Multidimensional Functional Profiling of Human Neuropathogenic FOXG1 Alleles in Primary Cultures of Murine Pallial Precursors

FOXG1 is an ancient transcription factor gene mastering telencephalic development. Several structural FOXG1 mutations lead to the “FOXG1 syndrome”, a complex and heterogeneous neuropathological entity, for which no cure is presently available. Reconstruction of primary neurodevelopmental/physiological anomalies evoked by these mutations is an obvious pre-requisite for future, precision therapy of such syndrome. As a proof-of-principle, we functionally scored three FOXG1 neuropathogenic alleles, FOXG1G224S, FOXG1W308X, and FOXG1N232S, against their healthy counterpart.
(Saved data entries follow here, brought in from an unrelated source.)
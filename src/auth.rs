//! Shared-secret admin gate.
//!
//! The dashboard logs in with the admin hash and receives the same value
//! back as its bearer token. Nothing is issued, rotated or expired.

use axum::{
    async_trait,
    extract::{FromRef, FromRequestParts},
    http::{header::AUTHORIZATION, request::Parts},
};

use crate::state::AppState;
use crate::utils::error::AppError;

pub fn secret_matches(candidate: &str, secret: &str) -> bool {
    candidate == secret
}

/// Token part of an `Authorization` header value.
pub fn bearer_token(header_value: &str) -> &str {
    header_value
        .strip_prefix("Bearer ")
        .unwrap_or(header_value)
        .trim()
}

/// Proof that the request carried the admin secret as its bearer token.
#[derive(Debug, Clone, Copy)]
pub struct AdminSession;

#[async_trait]
impl<S> FromRequestParts<S> for AdminSession
where
    AppState: FromRef<S>,
    S: Send + Sync,
{
    type Rejection = AppError;

    async fn from_request_parts(parts: &mut Parts, state: &S) -> Result<Self, Self::Rejection> {
        let state = AppState::from_ref(state);

        let token = parts
            .headers
            .get(AUTHORIZATION)
            .and_then(|value| value.to_str().ok())
            .map(bearer_token)
            .filter(|token| !token.is_empty());

        match token {
            Some(token) if secret_matches(token, &state.config.admin_hash) => Ok(AdminSession),
            _ => Err(AppError::AuthError(
                "Access denied. Invalid token.".to_string(),
            )),
        }
    }
}
use axum::extract::State;
use axum::response::Response;
use serde::{Deserialize, Serialize};
use tracing::{info, warn};

use crate::auth::{secret_matches, AdminSession};
use crate::data;
use crate::models::{PartyReport, PartySummary};
use crate::state::AppState;
use crate::utils::error::AppError;
use crate::utils::extract::JsonBody;
use crate::utils::response::success;

#[derive(Debug, Deserialize)]
pub struct AdminLoginRequest {
    #[serde(default)]
    pub hash: String,
}

#[derive(Debug, Serialize)]
pub struct AdminLoginResponse {
    pub token: String,
}

/// Exchanges the admin hash for a bearer token, which is the hash itself.
pub async fn login(
    State(state): State<AppState>,
    JsonBody(request): JsonBody<AdminLoginRequest>,
) -> Result<Response, AppError> {
    if !secret_matches(&request.hash, &state.config.admin_hash) {
        warn!("Admin login rejected");
        return Err(AppError::AuthError("Invalid access hash.".to_string()));
    }

    info!("Admin logged in");
    Ok(success(
        AdminLoginResponse {
            token: state.config.admin_hash.clone(),
        },
        "Login successful.",
    ))
}

pub async fn list_parties(_admin: AdminSession) -> Response {
    let parties = data::parties().to_vec();
    let summary = PartySummary::from_parties(&parties);

    success(PartyReport { parties, summary }, "Parties fetched")
}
Specifically, we delivered transgenes encoding for them to dedicated preparations of murine pallial precursors and quantified their impact on selected neurodevelopmental and physiological processes mastered by Foxg1: pallial stem cell fate choice, proliferation of neural committed progenitors, neuronal architecture, neuronal activity, and their molecular correlates. Briefly, we found that FOXG1G224S and FOXG1W308X generally performed as a gain- and a loss-offunction- allele, respectively, while FOXG1N232S acted as a mild loss-of-function allele or phenocopied FOXG1WT. These results provide valuable hints about processes misregulated in patients heterozygous for these mutations. Moreover, they suggest that murine pallial cultures may be employed for fast multidimensional profiling of novel, human neuropathogenic FOXG1 alleles. Next, as a further step towards precision therapy of such syndrome, we assessed the ability of small RNAs activating Foxg1 transcription or destabilizing its mRNA (by RNAa and RNAi, respectively) to impact expression levels of selected Foxg1 targets and modulate electrical activity of neocortical cultures. Moreover, we preliminarily evaluated their performances in cultures of striatal precursors.